About this task — When the line with "filename crates/linesleuth-core/src/scanner/mod.rs" appears below, start repeating lines exactly, and keep going through the line with "thread so a"; add nothing outside that span.

====== Source material

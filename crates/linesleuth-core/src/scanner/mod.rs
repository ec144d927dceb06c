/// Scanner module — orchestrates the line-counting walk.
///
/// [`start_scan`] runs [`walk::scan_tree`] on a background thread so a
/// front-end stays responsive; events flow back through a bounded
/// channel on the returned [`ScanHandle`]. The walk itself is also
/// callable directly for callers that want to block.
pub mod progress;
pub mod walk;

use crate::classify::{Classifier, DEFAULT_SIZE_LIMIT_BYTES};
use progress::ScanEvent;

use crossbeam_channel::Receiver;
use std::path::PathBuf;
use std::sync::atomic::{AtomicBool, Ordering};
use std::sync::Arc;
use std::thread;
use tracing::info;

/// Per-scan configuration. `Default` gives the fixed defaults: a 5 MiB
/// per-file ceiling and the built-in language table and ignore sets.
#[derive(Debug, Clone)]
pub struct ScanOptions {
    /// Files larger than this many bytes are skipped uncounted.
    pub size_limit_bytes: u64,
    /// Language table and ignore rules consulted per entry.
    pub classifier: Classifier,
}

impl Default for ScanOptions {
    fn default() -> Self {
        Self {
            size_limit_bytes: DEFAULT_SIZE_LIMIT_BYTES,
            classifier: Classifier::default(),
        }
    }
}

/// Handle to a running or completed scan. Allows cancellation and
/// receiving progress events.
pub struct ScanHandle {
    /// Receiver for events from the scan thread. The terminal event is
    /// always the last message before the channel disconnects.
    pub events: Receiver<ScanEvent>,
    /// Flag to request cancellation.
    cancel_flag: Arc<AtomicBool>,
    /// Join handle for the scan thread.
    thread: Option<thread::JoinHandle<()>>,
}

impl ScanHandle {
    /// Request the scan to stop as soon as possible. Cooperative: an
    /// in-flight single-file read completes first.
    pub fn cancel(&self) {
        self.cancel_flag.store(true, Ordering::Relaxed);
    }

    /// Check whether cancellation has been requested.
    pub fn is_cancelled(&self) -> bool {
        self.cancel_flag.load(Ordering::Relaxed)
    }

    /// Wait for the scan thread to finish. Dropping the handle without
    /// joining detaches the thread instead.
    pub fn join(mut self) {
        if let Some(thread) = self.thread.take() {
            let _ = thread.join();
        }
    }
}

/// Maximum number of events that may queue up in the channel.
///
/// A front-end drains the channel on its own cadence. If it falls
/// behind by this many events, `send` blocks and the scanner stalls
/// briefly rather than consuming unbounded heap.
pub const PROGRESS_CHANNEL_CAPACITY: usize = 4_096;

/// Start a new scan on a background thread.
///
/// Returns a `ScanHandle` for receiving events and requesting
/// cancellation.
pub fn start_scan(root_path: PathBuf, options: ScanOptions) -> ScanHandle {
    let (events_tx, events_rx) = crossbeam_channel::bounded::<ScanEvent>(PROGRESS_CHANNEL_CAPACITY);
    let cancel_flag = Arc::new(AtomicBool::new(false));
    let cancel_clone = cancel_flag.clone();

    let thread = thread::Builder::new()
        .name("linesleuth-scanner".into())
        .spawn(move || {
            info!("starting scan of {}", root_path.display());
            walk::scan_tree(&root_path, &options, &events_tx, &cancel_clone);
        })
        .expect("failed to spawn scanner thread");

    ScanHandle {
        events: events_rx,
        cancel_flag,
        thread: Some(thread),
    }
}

============
====== Source material

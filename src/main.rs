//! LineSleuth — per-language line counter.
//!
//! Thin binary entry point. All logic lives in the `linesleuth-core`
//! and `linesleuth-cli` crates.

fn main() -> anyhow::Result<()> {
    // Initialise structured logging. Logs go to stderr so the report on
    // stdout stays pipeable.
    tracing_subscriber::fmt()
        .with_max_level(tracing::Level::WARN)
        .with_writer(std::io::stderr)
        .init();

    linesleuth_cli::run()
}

============
====== Source material

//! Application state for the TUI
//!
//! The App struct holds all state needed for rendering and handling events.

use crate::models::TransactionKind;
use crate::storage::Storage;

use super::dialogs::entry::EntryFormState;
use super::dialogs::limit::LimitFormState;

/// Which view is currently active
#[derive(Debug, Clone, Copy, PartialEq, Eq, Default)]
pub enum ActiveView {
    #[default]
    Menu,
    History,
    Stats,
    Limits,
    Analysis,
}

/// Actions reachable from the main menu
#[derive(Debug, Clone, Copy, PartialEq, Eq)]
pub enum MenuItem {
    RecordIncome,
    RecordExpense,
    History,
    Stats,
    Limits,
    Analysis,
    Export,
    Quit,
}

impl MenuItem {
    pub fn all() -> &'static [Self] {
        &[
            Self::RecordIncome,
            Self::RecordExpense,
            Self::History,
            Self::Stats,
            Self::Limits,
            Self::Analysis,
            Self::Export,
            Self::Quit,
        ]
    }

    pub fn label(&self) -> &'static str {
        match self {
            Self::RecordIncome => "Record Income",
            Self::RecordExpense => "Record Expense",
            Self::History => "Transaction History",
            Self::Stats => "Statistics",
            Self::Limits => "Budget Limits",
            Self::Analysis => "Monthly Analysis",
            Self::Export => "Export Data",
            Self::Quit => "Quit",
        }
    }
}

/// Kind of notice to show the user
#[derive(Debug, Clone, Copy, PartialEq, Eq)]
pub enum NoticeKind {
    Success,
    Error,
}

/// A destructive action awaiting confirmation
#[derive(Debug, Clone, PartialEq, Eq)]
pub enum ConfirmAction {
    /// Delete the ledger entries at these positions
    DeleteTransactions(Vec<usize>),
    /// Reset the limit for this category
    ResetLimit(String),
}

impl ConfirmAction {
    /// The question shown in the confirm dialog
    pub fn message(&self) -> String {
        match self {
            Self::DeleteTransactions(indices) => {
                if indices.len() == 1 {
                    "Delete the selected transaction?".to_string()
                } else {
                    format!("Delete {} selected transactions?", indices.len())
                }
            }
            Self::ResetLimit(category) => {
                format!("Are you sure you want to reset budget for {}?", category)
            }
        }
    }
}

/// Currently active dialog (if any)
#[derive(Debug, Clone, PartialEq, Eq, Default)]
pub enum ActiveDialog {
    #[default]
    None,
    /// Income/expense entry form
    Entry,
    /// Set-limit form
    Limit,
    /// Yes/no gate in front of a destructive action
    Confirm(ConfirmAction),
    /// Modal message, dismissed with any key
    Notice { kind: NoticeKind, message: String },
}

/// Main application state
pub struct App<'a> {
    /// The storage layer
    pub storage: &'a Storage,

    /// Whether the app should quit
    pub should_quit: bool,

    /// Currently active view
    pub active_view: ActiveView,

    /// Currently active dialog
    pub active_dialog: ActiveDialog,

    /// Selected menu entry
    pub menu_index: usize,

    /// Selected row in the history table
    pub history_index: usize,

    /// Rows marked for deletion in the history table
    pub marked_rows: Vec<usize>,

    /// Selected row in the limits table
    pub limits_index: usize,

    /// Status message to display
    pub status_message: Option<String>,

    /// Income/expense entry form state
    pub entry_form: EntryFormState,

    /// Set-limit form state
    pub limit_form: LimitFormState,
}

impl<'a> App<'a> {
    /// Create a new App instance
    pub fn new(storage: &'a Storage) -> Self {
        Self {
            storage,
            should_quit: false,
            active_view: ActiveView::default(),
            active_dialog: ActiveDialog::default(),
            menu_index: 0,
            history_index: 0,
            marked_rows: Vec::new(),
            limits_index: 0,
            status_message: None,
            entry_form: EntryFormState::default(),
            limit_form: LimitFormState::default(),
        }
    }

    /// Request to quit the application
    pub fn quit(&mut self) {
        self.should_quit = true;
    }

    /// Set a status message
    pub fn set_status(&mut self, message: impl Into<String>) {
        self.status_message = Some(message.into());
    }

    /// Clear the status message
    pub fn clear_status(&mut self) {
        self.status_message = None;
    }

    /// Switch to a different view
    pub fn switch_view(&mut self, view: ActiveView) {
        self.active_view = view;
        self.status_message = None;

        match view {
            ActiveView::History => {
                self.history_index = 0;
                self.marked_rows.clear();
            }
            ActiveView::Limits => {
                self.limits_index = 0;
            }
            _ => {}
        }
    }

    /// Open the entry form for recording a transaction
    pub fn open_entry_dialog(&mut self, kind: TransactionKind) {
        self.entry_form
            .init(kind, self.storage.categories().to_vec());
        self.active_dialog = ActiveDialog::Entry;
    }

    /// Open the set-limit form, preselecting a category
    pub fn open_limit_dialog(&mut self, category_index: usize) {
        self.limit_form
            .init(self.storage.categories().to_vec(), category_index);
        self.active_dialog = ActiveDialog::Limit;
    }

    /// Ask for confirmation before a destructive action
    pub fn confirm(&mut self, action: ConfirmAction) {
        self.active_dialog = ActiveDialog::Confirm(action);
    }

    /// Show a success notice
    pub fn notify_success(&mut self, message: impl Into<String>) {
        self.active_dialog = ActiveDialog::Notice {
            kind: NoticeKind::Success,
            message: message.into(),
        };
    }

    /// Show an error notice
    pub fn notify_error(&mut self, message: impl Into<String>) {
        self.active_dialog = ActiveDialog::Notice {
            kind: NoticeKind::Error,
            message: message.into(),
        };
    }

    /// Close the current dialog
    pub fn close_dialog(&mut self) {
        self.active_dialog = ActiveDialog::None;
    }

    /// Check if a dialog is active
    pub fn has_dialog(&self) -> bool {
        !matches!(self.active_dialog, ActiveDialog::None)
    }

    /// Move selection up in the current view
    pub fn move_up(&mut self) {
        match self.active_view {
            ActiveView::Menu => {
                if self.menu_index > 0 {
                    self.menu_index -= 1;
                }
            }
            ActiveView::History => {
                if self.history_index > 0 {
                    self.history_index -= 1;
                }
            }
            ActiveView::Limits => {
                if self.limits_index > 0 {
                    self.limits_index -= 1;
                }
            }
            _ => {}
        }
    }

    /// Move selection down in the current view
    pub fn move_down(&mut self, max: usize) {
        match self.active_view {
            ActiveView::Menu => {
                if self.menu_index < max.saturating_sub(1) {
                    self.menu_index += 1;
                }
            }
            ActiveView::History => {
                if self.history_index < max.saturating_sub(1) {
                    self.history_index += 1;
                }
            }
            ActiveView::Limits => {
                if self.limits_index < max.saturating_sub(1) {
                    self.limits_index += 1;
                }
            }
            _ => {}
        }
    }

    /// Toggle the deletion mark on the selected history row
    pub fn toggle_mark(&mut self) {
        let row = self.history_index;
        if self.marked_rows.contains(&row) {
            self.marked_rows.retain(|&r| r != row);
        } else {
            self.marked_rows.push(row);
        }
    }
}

============

Exercise result —
filename crates/linesleuth-core/src/scanner/mod.rs
repository ec144d927dceb06c
/// Scanner module — orchestrates the line-counting walk.
///
/// [`start_scan`] runs [`walk::scan_tree`] on a background thread so a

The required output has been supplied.